> _YOUR INSTRUCTIONS_: Print the listing exactly, but only as far as the line containing "storage for car photo". The first line and that line are both included.

+++++

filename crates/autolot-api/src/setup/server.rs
//! Server startup and graceful shutdown

use anyhow::Result;
use autolot_core::Config;
use axum::Router;

/// Start the server with graceful shutdown
pub async fn start_server(config: &Config, app: Router) -> Result<()> {
    let addr = format!("0.0.0.0:{}", config.server_port);
    tracing::info!(addr = %addr, "Starting server");

    let listener = tokio::net::TcpListener::bind(&addr).await?;

    let max_image_mb = config.max_image_size_bytes / 1024 / 1024;
    tracing::info!(
        max_image_mb,
        allowed_content_types = %config.allowed_content_types.join(","),
        "Server ready and accepting connections"
    );

    axum::serve(listener, app)
        .with_graceful_shutdown(shutdown_signal())
        .await?;

    Ok(())
}

/// Signal handler for graceful shutdown
///
/// Listens for Ctrl+C (SIGINT) and SIGTERM signals to initiate graceful shutdown.
///
/// # Panics
/// - Panics if Ctrl+C signal handler cannot be installed (unrecoverable system error)
/// - On Unix systems, panics if SIGTERM signal handler cannot be installed (unrecoverable system error)
async fn shutdown_signal() {
    let ctrl_c = async {
        tokio::signal::ctrl_c()
            .await
            .expect("Failed to install Ctrl+C handler");
    };

    #[cfg(unix)]
    let terminate = async {
        tokio::signal::unix::signal(tokio::signal::unix::SignalKind::terminate())
            .expect("Failed to install signal handler")
            .recv()
            .await;
    };

    #[cfg(not(unix))]
    let terminate = std::future::pending::<()>();

    tokio::select! {
        _ = ctrl_c => {
            tracing::info!("Received Ctrl+C signal");
        },
        _ = terminate => {
            tracing::info!("Received terminate signal");
        },
    }

    tracing::info!("Shutting down gracefully...");
}
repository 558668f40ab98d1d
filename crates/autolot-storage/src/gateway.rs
//! Image upload gateway
//!
//! Orchestrates validation, key generation, and storage for car photo
//! uploads. Validation runs before any storage call, so oversized or
//! non-image payloads never reach the backend.

use std::sync::Arc;

use chrono::{DateTime, Utc};

use autolot_core::validation::{validate_content_type, validate_file_size, ValidationError};

use crate::keys;
use crate::traits::{Storage, StorageError};

/// Context used for images uploaded while a draft is still being composed.
pub const DRAFT_CONTEXT: &str = "temp";

#[derive(Debug, thiserror::Error)]
pub enum GatewayError {
    #[error(transparent)]
    Validation(#[from] ValidationError),

    #[error(transparent)]
    Storage(#[from] StorageError),
}

/// A successfully stored image.
#[derive(Debug, Clone)]
pub struct UploadedImage {
    pub url: String,
    pub uploaded_at: DateTime<Utc>,
}

/// Gateway over a configured storage backend for car photo uploads.
#[derive(Clone)]
pub struct ImageGateway {
    storage: Arc<dyn Storage>,
    bucket: String,
    max_size_bytes: usize,
    allowed_content_types: Vec<String>,
}

impl ImageGateway {
    pub fn new(
        storage: Arc<dyn Storage>,
        bucket: String,
        max_size_bytes: usize,
        allowed_content_types: Vec<String>,
    ) -> Self {
        Self {
            storage,
            bucket,
            max_size_bytes,
            allowed_content_types,
        }
    }

    /// Validate and store an image, returning its public address.
    ///
    /// `context` scopes the object key: the owning car id, or [`DRAFT_CONTEXT`]
    /// when the listing does not exist yet.
    #[tracing::instrument(skip(self, data), fields(size_bytes = data.len(), content_type = %content_type))]
    pub async fn upload_image(
        &self,
        data: Vec<u8>,
        content_type: &str,
        context: Option<&str>,
    ) -> Result<UploadedImage, GatewayError> {
        validate_content_type(content_type, &self.allowed_content_types)?;
        validate_file_size(data.len(), self.max_size_bytes)?;

        let key = keys::generate_object_key(context.unwrap_or(DRAFT_CONTEXT));
        let url = self.storage.upload(&key, data, content_type).await?;

        tracing::info!(key = %key, url = %url, "Image upload complete");

        Ok(UploadedImage {
            url,
            uploaded_at: Utc::now(),
        })
    }

    /// Delete a stored image by its public address.
    ///
    /// The object key is derived from the URL; a URL that does not belong to
    /// the configured bucket fails fast without any remote call.
    #[tracing::instrument(skip(self))]
    pub async fn delete_image(&self, url: &str) -> Result<(), GatewayError> {
        let key = keys::key_from_url(url, &self.bucket)?;
        self.storage.delete(&key).await?;

        tracing::info!(key = %key, "Image delete complete");

        Ok(())
    }
}

#[cfg(test)]
mod tests {
    use super::*;
    use crate::StorageBackend;
    use async_trait::async_trait;
    use std::sync::atomic::{AtomicUsize, Ordering};

    /// Counts backend calls so tests can assert validation short-circuits.
    #[derive(Default)]
    struct CountingStorage {
        uploads: AtomicUsize,
        deletes: AtomicUsize,
    }

    #[async_trait]
    impl Storage for CountingStorage {
        async fn upload(
            &self,
            storage_key: &str,
            _data: Vec<u8>,
            _content_type: &str,
        ) -> crate::StorageResult<String> {
            self.uploads.fetch_add(1, Ordering::SeqCst);
            Ok(format!("http://localhost:9000/car-images/{}", storage_key))
        }

        async fn delete(&self, _storage_key: &str) -> crate::StorageResult<()> {
            self.deletes.fetch_add(1, Ordering::SeqCst);
            Ok(())
        }

        async fn exists(&self, _storage_key: &str) -> crate::StorageResult<bool> {
            Ok(true)
        }

        fn backend_type(&self) -> StorageBackend {
            StorageBackend::Local
        }
    }

    fn gateway(storage: Arc<CountingStorage>) -> ImageGateway {
        ImageGateway::new(
            storage,
            "car-images".to_string(),
            5 * 1024 * 1024,
            vec!["image/jpeg".to_string(), "image/webp".to_string()],
        )
    }

    #[tokio::test]
    async fn test_upload_stores_under_draft_context_by_default() {
        let storage = Arc::new(CountingStorage::default());
        let gw = gateway(storage.clone());

        let uploaded = gw
            .upload_image(vec![0u8; 1024], "image/jpeg", None)
            .await
            .unwrap();

        assert!(uploaded.url.contains("/car-images/temp/"));
        assert_eq!(storage.uploads.load(Ordering::SeqCst), 1);
    }

    #[tokio::test]
    async fn test_oversized_upload_never_reaches_storage() {
        let storage = Arc::new(CountingStorage::default());
        let gw = gateway(storage.clone());

        let result = gw
            .upload_image(vec![0u8; 5 * 1024 * 1024 + 1], "image/jpeg", None)
            .await;

        assert!(matches!(
            result,
            Err(GatewayError::Validation(ValidationError::FileTooLarge { .. }))
        ));
        assert_eq!(storage.uploads.load(Ordering::SeqCst), 0);
    }

    #[tokio::test]
    async fn test_non_image_upload_never_reaches_storage() {
        let storage = Arc::new(CountingStorage::default());
        let gw = gateway(storage.clone());

        let result = gw
            .upload_image(vec![0u8; 1024], "application/pdf", None)
            .await;

        assert!(matches!(
            result,
            Err(GatewayError::Validation(
                ValidationError::InvalidContentType { .. }
            ))
        ));
        assert_eq!(storage.uploads.load(Ordering::SeqCst), 0);
    }

    #[tokio::test]
    async fn test_delete_foreign_url_never_reaches_storage() {
        let storage = Arc::new(CountingStorage::default());
        let gw = gateway(storage.clone());

        let result = gw.delete_image("https://example.com/elsewhere.png").await;

        assert!(matches!(
            result,
            Err(GatewayError::Storage(StorageError::InvalidKey(_)))
        ));
        assert_eq!(storage.deletes.load(Ordering::SeqCst), 0);
    }

    #[tokio::test]
    async fn test_delete_derives_key_from_url() {
        let storage = Arc::new(CountingStorage::default());
        let gw = gateway(storage.clone());

        gw.delete_image("http://localhost:9000/car-images/temp/1700000000-ab12cd3.webp")
            .await
            .unwrap();

        assert_eq!(storage.deletes.load(Ordering::SeqCst), 1);
    }

    #[tokio::test]
    async fn test_upload_with_car_context() {
        let storage = Arc::new(CountingStorage::default());
        let gw = gateway(storage.clone());

        let uploaded = gw
            .upload_image(vec![0u8; 64], "image/webp", Some("3f2c9d"))
            .await
            .unwrap();

        assert!(uploaded.url.contains("/car-images/3f2c9d/"));
    }
}
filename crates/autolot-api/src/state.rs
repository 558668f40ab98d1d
//! Application state shared by all handlers.

use std::sync::Arc;

use autolot_core::Config;
use autolot_db::CarRepository;
use autolot_storage::{ImageGateway, Storage};
use sqlx::PgPool;

/// Database pool and repositories.
#[derive(Clone)]
pub struct DbState {
    pub pool: PgPool,
    pub car_repository: CarRepository,
}

/// Storage backend and the upload gateway built over it.
#[derive(Clone)]
pub struct MediaState {
    pub storage: Arc<dyn Storage>,
    pub gateway: ImageGateway,
}

pub struct AppState {
    pub config: Config,
    pub db: DbState,
    pub media: MediaState,
}
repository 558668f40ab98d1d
use std::fmt::{Display, Formatter, Result as FmtResult};
use std::str::FromStr;

/// Storage backend types
///
/// This enum defines the available storage backend types.
/// It's defined in core because it's used in configuration.
#[derive(Debug, Clone, Copy, PartialEq, Eq, serde::Serialize, serde::Deserialize)]
#[serde(rename_all = "lowercase")]
pub enum StorageBackend {
    S3,
    Local,
}

impl FromStr for StorageBackend {
    type Err = anyhow::Error;

    fn from_str(s: &str) -> Result<Self, Self::Err> {
        match s.to_lowercase().as_str() {
            "s3" => Ok(StorageBackend::S3),
            "local" => Ok(StorageBackend::Local),
            _ => Err(anyhow::anyhow!("Invalid storage backend: {}", s)),
        }
    }
}

impl Display for StorageBackend {
    fn fmt(&self, f: &mut Formatter<'_>) -> FmtResult {
        match self {
            StorageBackend::S3 => write!(f, "s3"),
            StorageBackend::Local => write!(f, "local"),
        }
    }
}
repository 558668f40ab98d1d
//! Configuration module
//!
//! Environment-driven configuration for the API server, database pool,
//! storage backend, and upload limits.

use std::env;

use crate::storage_types::StorageBackend;

// Common constants
const MAX_CONNECTIONS: u32 = 20;
const CONNECTION_TIMEOUT_SECS: u64 = 30;
const MAX_IMAGE_SIZE_MB: usize = 5;
const DEFAULT_BUCKET: &str = "car-images";

/// Application configuration
#[derive(Clone, Debug)]
pub struct Config {
    pub server_port: u16,
    pub cors_origins: Vec<String>,
    pub environment: String,
    pub database_url: String,
    pub db_max_connections: u32,
    pub db_timeout_seconds: u64,
    // Storage configuration
    pub storage_backend: Option<StorageBackend>,
    pub bucket: String,
    pub s3_region: Option<String>,
    pub s3_endpoint: Option<String>, // Custom endpoint for S3-compatible providers (MinIO, DigitalOcean Spaces, etc.)
    pub aws_region: Option<String>,
    pub local_storage_path: Option<String>,
    pub local_storage_base_url: Option<String>,
    // Upload limits
    pub max_image_size_bytes: usize,
    pub allowed_content_types: Vec<String>,
}

impl Config {
    /// Check if the application is running in production mode
    pub fn is_production(&self) -> bool {
        let env = self.environment.to_lowercase();
        env == "production" || env == "prod"
    }

    pub fn from_env() -> Result<Self, anyhow::Error> {
        dotenvy::dotenv().ok();

        let environment = env::var("ENVIRONMENT")
            .or_else(|_| env::var("APP_ENV"))
            .unwrap_or_else(|_| "development".to_string());

        let cors_origins_str = env::var("CORS_ORIGINS").unwrap_or_else(|_| "*".to_string());
        let is_production =
            environment.to_lowercase() == "production" || environment.to_lowercase() == "prod";
        if is_production && cors_origins_str.trim() == "*" {
            return Err(anyhow::anyhow!(
                "CORS_ORIGINS cannot be '*' in production. Please specify explicit origins."
            ));
        }

        let cors_origins: Vec<String> = cors_origins_str
            .split(',')
            .map(|s| s.trim().to_string())
            .collect();

        let max_image_size_mb = env::var("MAX_IMAGE_SIZE_MB")
            .unwrap_or_else(|_| MAX_IMAGE_SIZE_MB.to_string())
            .parse::<usize>()
            .unwrap_or(MAX_IMAGE_SIZE_MB);

        let allowed_content_types = env::var("ALLOWED_CONTENT_TYPES")
            .unwrap_or_else(|_| "image/jpeg,image/png,image/gif,image/webp".to_string())
            .split(',')
            .map(|s| s.trim().to_lowercase())
            .collect();

        let storage_backend =
            env::var("STORAGE_BACKEND")
                .ok()
                .and_then(|s| match s.to_lowercase().as_str() {
                    "s3" => Some(StorageBackend::S3),
                    "local" => Some(StorageBackend::Local),
                    _ => None,
                });

        Ok(Config {
            server_port: env::var("PORT")
                .unwrap_or_else(|_| "4000".to_string())
                .parse()
                .map_err(|_| anyhow::anyhow!("PORT must be a valid number"))?,
            cors_origins,
            environment,
            database_url: env::var("DATABASE_URL")
                .map_err(|_| anyhow::anyhow!("DATABASE_URL must be set"))?,
            db_max_connections: env::var("DB_MAX_CONNECTIONS")
                .unwrap_or_else(|_| MAX_CONNECTIONS.to_string())
                .parse()
                .unwrap_or(MAX_CONNECTIONS),
            db_timeout_seconds: env::var("DB_TIMEOUT_SECONDS")
                .unwrap_or_else(|_| CONNECTION_TIMEOUT_SECS.to_string())
                .parse()
                .unwrap_or(CONNECTION_TIMEOUT_SECS),
            storage_backend,
            bucket: env::var("STORAGE_BUCKET").unwrap_or_else(|_| DEFAULT_BUCKET.to_string()),
            s3_region: env::var("S3_REGION").ok(),
            s3_endpoint: env::var("S3_ENDPOINT").ok(),
            aws_region: env::var("AWS_REGION").ok(),
            local_storage_path: env::var("LOCAL_STORAGE_PATH").ok(),
            local_storage_base_url: env::var("LOCAL_STORAGE_BASE_URL").ok(),
            max_image_size_bytes: max_image_size_mb * 1024 * 1024,
            allowed_content_types,
        })
    }

    pub fn validate(&self) -> Result<(), anyhow::Error> {
        if !self.database_url.starts_with("postgresql://")
            && !self.database_url.starts_with("postgres://")
        {
            return Err(anyhow::anyhow!(
                "DATABASE_URL must be a valid PostgreSQL connection string"
            ));
        }

        if self.bucket.is_empty() {
            return Err(anyhow::anyhow!("STORAGE_BUCKET cannot be empty"));
        }

        let backend = self.storage_backend.unwrap_or(StorageBackend::S3);
        match backend {
            StorageBackend::S3 => {
                if self.s3_region.is_none() && self.aws_region.is_none() {
                    return Err(anyhow::anyhow!(
                        "S3_REGION or AWS_REGION must be set when using S3 storage backend"
                    ));
                }
            }
            StorageBackend::Local => {
                if self.local_storage_path.is_none() {
                    return Err(anyhow::anyhow!(
                        "LOCAL_STORAGE_PATH must be set when using local storage backend"
                    ));
                }
                if self.local_storage_base_url.is_none() {
                    return Err(anyhow::anyhow!(
                        "LOCAL_STORAGE_BASE_URL must be set when using local storage backend"
                    ));
                }
            }
        }

        Ok(())
    }
}

#[cfg(test)]
mod tests {
    use super::*;

    fn base_config() -> Config {
        Config {
            server_port: 4000,
            cors_origins: vec!["*".to_string()],
            environment: "development".to_string(),
            database_url: "postgresql://localhost/autolot".to_string(),
            db_max_connections: MAX_CONNECTIONS,
            db_timeout_seconds: CONNECTION_TIMEOUT_SECS,
            storage_backend: Some(StorageBackend::Local),
            bucket: DEFAULT_BUCKET.to_string(),
            s3_region: None,
            s3_endpoint: None,
            aws_region: None,
            local_storage_path: Some("/tmp/autolot".to_string()),
            local_storage_base_url: Some("http://localhost:4000/files".to_string()),
            max_image_size_bytes: MAX_IMAGE_SIZE_MB * 1024 * 1024,
            allowed_content_types: vec!["image/jpeg".to_string()],
        }
    }

    #[test]
    fn test_validate_local_backend_requires_path() {
        let mut config = base_config();
        config.local_storage_path = None;
        assert!(config.validate().is_err());
    }

    #[test]
    fn test_validate_s3_backend_requires_region() {
        let mut config = base_config();
        config.storage_backend = Some(StorageBackend::S3);
        assert!(config.validate().is_err());

        config.s3_region = Some("eu-west-1".to_string());
        assert!(config.validate().is_ok());
    }

    #[test]
    fn test_validate_rejects_non_postgres_url() {
        let mut config = base_config();
        config.database_url = "mysql://localhost/autolot".to_string();
        assert!(config.validate().is_err());
    }

    #[test]
    fn test_is_production() {
        let mut config = base_config();
        assert!(!config.is_production());
        config.environment = "Production".to_string();
        assert!(config.is_production());
    }
}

+++++

> _TASK ANSWER_:
filename crates/autolot-api/src/setup/server.rs
//! Server startup and graceful shutdown

use anyhow::Result;
use autolot_core::Config;
use axum::Router;

/// Start the server with graceful shutdown
pub async fn start_server(config: &Config, app: Router) -> Result<()> {
    let addr = format!("0.0.0.0:{}", config.server_port);
    tracing::info!(addr = %addr, "Starting server");

    let listener = tokio::net::TcpListener::bind(&addr).await?;

    let max_image_mb = config.max_image_size_bytes / 1024 / 1024;
    tracing::info!(
        max_image_mb,
        allowed_content_types = %config.allowed_content_types.join(","),
        "Server ready and accepting connections"
    );

    axum::serve(listener, app)
        .with_graceful_shutdown(shutdown_signal())
        .await?;

    Ok(())
}

/// Signal handler for graceful shutdown
///
/// Listens for Ctrl+C (SIGINT) and SIGTERM signals to initiate graceful shutdown.
///
/// # Panics
/// - Panics if Ctrl+C signal handler cannot be installed (unrecoverable system error)
/// - On Unix systems, panics if SIGTERM signal handler cannot be installed (unrecoverable system error)
async fn shutdown_signal() {
    let ctrl_c = async {
        tokio::signal::ctrl_c()
            .await
            .expect("Failed to install Ctrl+C handler");
    };

    #[cfg(unix)]
    let terminate = async {
        tokio::signal::unix::signal(tokio::signal::unix::SignalKind::terminate())
            .expect("Failed to install signal handler")
            .recv()
            .await;
    };

    #[cfg(not(unix))]
    let terminate = std::future::pending::<()>();

    tokio::select! {
        _ = ctrl_c => {
            tracing::info!("Received Ctrl+C signal");
        },
        _ = terminate => {
            tracing::info!("Received terminate signal");
        },
    }

    tracing::info!("Shutting down gracefully...");
}
repository 558668f40ab98d1d
filename crates/autolot-storage/src/gateway.rs
//! Image upload gateway
//!
//! Orchestrates validation, key generation, and storage for car photo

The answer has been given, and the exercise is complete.